Andare avanti insieme, in questo caso, sarebbe accanimento terapeutico. Meglio staccare la spina, meglio far respirare al calciatore aria diversa e permettergli, altrove, di esprimere qualità fuori dal comune che a Napoli troppo spesso sono rimaste chiuse a doppia mandata in uno stanzino del San Paolo. Manolo Gabbiadini ha già fatto le valigie ed è pronto a rimettersi in gioco in un’altra squadra. Ha messo nel borsone che presto imbarcherà nel volo diretto in Inghilterra, o in Germania, anche il pallone scaraventato alle spalle di Tatarusanu nell’ultima sfida del 2016 al Franchi. Un ultimo dolce ricordo prima di voltare pagina: con qualche rimpianto, ma senza guardarsi più indietro.
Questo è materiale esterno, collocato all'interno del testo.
//! Reference-count policy abstraction.
//!
//! `CountPolicy` picks the counter that lives inside a shared handle's
//! control block: a plain `Cell` for single-threaded use, or an atomic for
//! handles that are duplicated and dropped from several threads.

use std::cell::Cell;
use std::sync::atomic::{self, AtomicUsize, Ordering};

/// Counts above this are treated as a leak of handles and abort the process,
/// before the counter can wrap and free a live value.
const MAX_REFCOUNT: usize = isize::MAX as usize;

mod sealed {
    pub trait Sealed {}

    impl Sealed for super::SingleThreaded {}
    impl Sealed for super::ThreadSafe {}
    impl Sealed for std::cell::Cell<usize> {}
    impl Sealed for std::sync::atomic::AtomicUsize {}
}

/// Selects the counter type used by a control block.
///
/// Sealed: a shared handle frees its block on the count the policy reports,
/// so only [`SingleThreaded`] and [`ThreadSafe`] exist.
///
/// ```compile_fail
/// use handle_mem::CountPolicy;
/// use std::cell::Cell;
///
/// struct Custom;
///
/// impl CountPolicy for Custom {
///     type Counter = Cell<usize>;
///
///     fn new_counter(initial: usize) -> Cell<usize> {
///         Cell::new(initial)
///     }
/// }
/// ```
pub trait CountPolicy: sealed::Sealed + 'static {
    /// Counter type (`Cell<usize>` or `AtomicUsize`).
    type Counter: Counter;

    /// Create a new counter initialized to the given value.
    fn new_counter(initial: usize) -> Self::Counter;
}

/// Operations on a reference count.
///
/// `decrement` reports the transition to zero to exactly one caller, however
/// many threads decrement concurrently. Sealed like [`CountPolicy`].
///
/// ```compile_fail
/// use handle_mem::Counter;
/// use std::cell::Cell;
///
/// struct Stuck(Cell<usize>);
///
/// impl Counter for Stuck {
///     fn get(&self) -> usize {
///         self.0.get()
///     }
///     fn increment(&self) -> usize {
///         1
///     }
///     fn decrement(&self) -> usize {
///         0
///     }
///     fn try_claim_unique(&self) -> bool {
///         true
///     }
/// }
/// ```
pub trait Counter: sealed::Sealed {
    fn get(&self) -> usize;
    fn increment(&self) -> usize;
    fn decrement(&self) -> usize;

    /// Move the count from 1 to 0 if this is the only holder.
    ///
    /// Returns false, leaving the count untouched, otherwise.
    fn try_claim_unique(&self) -> bool;
}

// ============================================================================
// SingleThreaded Policy
// ============================================================================

/// Single-threaded policy using `Cell`.
///
/// Handles using it are neither `Send` nor `Sync`.
#[derive(Debug, Clone, Copy, Default)]
pub struct SingleThreaded;

impl CountPolicy for SingleThreaded {
    type Counter = Cell<usize>;

    #[inline]
    fn new_counter(initial: usize) -> Self::Counter {
        Cell::new(initial)
    }
}

impl Counter for Cell<usize> {
    #[inline]
    fn get(&self) -> usize {
        Cell::get(self)
    }

    #[inline]
    fn increment(&self) -> usize {
        let val = self.get();
        if val >= MAX_REFCOUNT {
            std::process::abort();
        }
        self.set(val + 1);
        val + 1
    }

    #[inline]
    fn decrement(&self) -> usize {
        let val = self.get();
        debug_assert!(val > 0, "Decrementing zero reference count");
        self.set(val - 1);
        val - 1
    }

    #[inline]
    fn try_claim_unique(&self) -> bool {
        if self.get() == 1 {
            self.set(0);
            true
        } else {
            false
        }
    }
}

// ============================================================================
// ThreadSafe Policy
// ============================================================================

/// Thread-safe policy using `AtomicUsize`.
///
/// Only the count is synchronized. Access to the shared value itself still
/// needs a `Guarded` or a `SharedCell` owner when it is mutated.
#[derive(Debug, Clone, Copy, Default)]
pub struct ThreadSafe;

impl CountPolicy for ThreadSafe {
    type Counter = AtomicUsize;

    #[inline]
    fn new_counter(initial: usize) -> Self::Counter {
        AtomicUsize::new(initial)
    }
}

impl Counter for AtomicUsize {
    #[inline]
    fn get(&self) -> usize {
        self.load(Ordering::Acquire)
    }

    #[inline]
    fn increment(&self) -> usize {
        // A new handle is made from an existing one, so no ordering is needed here.
        let prev = self.fetch_add(1, Ordering::Relaxed);
        if prev >= MAX_REFCOUNT {
            std::process::abort();
        }
        prev + 1
    }

    #[inline]
    fn decrement(&self) -> usize {
        let prev = self.fetch_sub(1, Ordering::Release);
        debug_assert!(prev > 0, "Decrementing zero reference count");
        if prev == 1 {
            // Synchronize with every earlier Release decrement before the value is dropped.
            atomic::fence(Ordering::Acquire);
        }
        prev - 1
    }

    #[inline]
    fn try_claim_unique(&self) -> bool {
        self.compare_exchange(1, 0, Ordering::Acquire, Ordering::Relaxed)
            .is_ok()
    }
}

/// Policy behind the [`Shared`](crate::Shared) alias, chosen by the `thread-safe` feature.
#[cfg(feature = "thread-safe")]
pub type DefaultPolicy = ThreadSafe;

/// Policy behind the [`Shared`](crate::Shared) alias, chosen by the `thread-safe` feature.
#[cfg(not(feature = "thread-safe"))]
pub type DefaultPolicy = SingleThreaded;

#[cfg(test)]
#[allow(clippy::unwrap_used, clippy::expect_used, clippy::panic)]
mod tests {
    use super::*;

    #[test]
    fn test_cell_counter() {
        let counter = SingleThreaded::new_counter(0);
        assert_eq!(counter.get(), 0);
        assert_eq!(counter.increment(), 1);
        assert_eq!(counter.increment(), 2);
        assert_eq!(counter.decrement(), 1);
        assert_eq!(Counter::get(&counter), 1);
    }

    #[test]
    fn test_atomic_counter() {
        let counter = ThreadSafe::new_counter(0);
        assert_eq!(counter.get(), 0);
        assert_eq!(counter.increment(), 1);
        assert_eq!(counter.increment(), 2);
        assert_eq!(counter.decrement(), 1);
        assert_eq!(Counter::get(&counter), 1);
    }

    #[test]
    fn test_claim_unique() {
        let counter = ThreadSafe::new_counter(2);
        assert!(!counter.try_claim_unique());
        counter.decrement();
        assert!(counter.try_claim_unique());
        assert_eq!(Counter::get(&counter), 0);

        let cell = SingleThreaded::new_counter(1);
        assert!(cell.try_claim_unique());
        assert!(!cell.try_claim_unique());
    }

    #[test]
    fn test_atomic_counter_concurrent() {
        let counter = ThreadSafe::new_counter(1);
        std::thread::scope(|s| {
            for _ in 0..8 {
                s.spawn(|| {
                    for _ in 0..1000 {
                        counter.increment();
                    }
                });
            }
        });
        assert_eq!(Counter::get(&counter), 8001);

        let zero_crossings = AtomicUsize::new(0);
        std::thread::scope(|s| {
            for _ in 0..8 {
                s.spawn(|| {
                    for _ in 0..1000 {
                        if counter.decrement() == 0 {
                            zero_crossings.fetch_add(1, Ordering::Relaxed);
                        }
                    }
                });
            }
        });
        assert_eq!(Counter::get(&counter), 1);
        assert_eq!(zero_crossings.load(Ordering::Relaxed), 0);
        assert_eq!(counter.decrement(), 0);
    }
}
E’ uno dei più grandi rimpianti della gestione Sarri, la vittima sacrificale di un integralismo tattico che dalle parti di Napoli ha regalato e sta regalando grande calcio. In un 4-3-3 che non conosce deroghe Gabbiadini non è né un’ala né una prima punta. E’ un ibrido ricco di qualità inespresse, più talentuoso di quel Leonardo Pavoletti che prenderà il suo posto, ma sicuramente meno idoneo del suo successore a far parte del gruppo azzurro.
E’ giunta quindi l’ora di dirsi addio dopo due anni di alti e bassi, trascorsi senza mai avere la certezza del posto da titolare. I tempi erano probabilmente maturi già la scorsa estate, ma il passato è passato e rinvangarlo non gioverebbe a nessuno. Adesso è l’ora di guardare avanti, di ritrovare la fiducia e il sorriso. Di giocare con continuità e ricordare a tutti, in primis a se stesso, che il suo sinistro in Italia ha pochi eguali.